#### DIRECTIONS:
Report, as a single number, how many lines of the records contain the word "that".

#### RECORDS FOR PROCESSING:
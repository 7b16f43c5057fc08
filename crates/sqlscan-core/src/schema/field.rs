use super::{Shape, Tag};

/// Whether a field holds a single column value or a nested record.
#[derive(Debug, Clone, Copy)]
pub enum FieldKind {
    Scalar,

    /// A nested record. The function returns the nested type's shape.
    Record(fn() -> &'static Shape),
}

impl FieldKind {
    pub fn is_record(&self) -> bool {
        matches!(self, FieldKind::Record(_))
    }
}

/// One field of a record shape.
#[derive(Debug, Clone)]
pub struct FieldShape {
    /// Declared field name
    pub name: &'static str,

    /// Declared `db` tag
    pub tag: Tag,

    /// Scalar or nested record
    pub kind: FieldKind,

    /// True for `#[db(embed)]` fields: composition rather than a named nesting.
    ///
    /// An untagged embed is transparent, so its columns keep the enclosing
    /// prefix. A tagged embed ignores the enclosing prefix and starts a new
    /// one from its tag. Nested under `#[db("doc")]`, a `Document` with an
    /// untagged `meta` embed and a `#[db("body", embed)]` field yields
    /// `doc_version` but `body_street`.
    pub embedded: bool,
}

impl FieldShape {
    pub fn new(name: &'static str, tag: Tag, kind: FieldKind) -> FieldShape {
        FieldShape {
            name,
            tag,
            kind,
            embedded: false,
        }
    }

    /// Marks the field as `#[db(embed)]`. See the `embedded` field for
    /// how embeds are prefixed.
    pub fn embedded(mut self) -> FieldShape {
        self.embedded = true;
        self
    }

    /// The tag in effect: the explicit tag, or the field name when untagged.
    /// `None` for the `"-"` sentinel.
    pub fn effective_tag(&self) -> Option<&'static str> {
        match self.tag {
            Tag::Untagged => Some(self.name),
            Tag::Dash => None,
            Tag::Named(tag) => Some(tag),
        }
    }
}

...

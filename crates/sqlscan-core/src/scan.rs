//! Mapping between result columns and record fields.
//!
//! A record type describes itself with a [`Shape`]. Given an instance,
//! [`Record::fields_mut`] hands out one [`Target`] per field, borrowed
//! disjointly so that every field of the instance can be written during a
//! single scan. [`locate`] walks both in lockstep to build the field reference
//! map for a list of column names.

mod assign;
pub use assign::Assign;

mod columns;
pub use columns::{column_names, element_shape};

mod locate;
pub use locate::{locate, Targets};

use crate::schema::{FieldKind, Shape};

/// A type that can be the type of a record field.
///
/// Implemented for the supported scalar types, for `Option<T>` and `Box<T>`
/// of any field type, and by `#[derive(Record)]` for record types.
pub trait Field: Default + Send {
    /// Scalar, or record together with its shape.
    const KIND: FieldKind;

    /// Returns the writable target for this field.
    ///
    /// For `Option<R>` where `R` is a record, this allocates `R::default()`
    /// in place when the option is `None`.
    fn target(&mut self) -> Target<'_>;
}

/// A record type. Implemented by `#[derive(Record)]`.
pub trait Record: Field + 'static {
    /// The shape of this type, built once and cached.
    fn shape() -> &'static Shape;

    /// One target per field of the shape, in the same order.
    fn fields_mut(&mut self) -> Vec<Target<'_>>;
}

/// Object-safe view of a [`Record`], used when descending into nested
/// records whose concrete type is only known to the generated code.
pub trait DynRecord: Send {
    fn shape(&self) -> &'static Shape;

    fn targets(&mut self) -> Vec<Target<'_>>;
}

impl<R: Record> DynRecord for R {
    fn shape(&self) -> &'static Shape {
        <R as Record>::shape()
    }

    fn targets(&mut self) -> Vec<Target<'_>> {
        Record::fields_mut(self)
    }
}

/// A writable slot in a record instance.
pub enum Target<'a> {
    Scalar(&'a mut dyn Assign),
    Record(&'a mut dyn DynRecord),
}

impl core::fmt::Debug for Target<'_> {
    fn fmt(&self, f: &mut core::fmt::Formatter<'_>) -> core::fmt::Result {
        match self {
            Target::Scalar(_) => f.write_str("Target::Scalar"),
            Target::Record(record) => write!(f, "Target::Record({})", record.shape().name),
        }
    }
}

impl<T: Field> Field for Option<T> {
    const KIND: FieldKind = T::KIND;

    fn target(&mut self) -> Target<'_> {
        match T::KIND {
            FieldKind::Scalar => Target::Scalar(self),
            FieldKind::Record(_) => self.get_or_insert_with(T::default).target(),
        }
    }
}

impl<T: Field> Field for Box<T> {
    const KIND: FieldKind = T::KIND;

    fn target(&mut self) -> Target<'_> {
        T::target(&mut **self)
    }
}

#### TASK SOLUTION:
2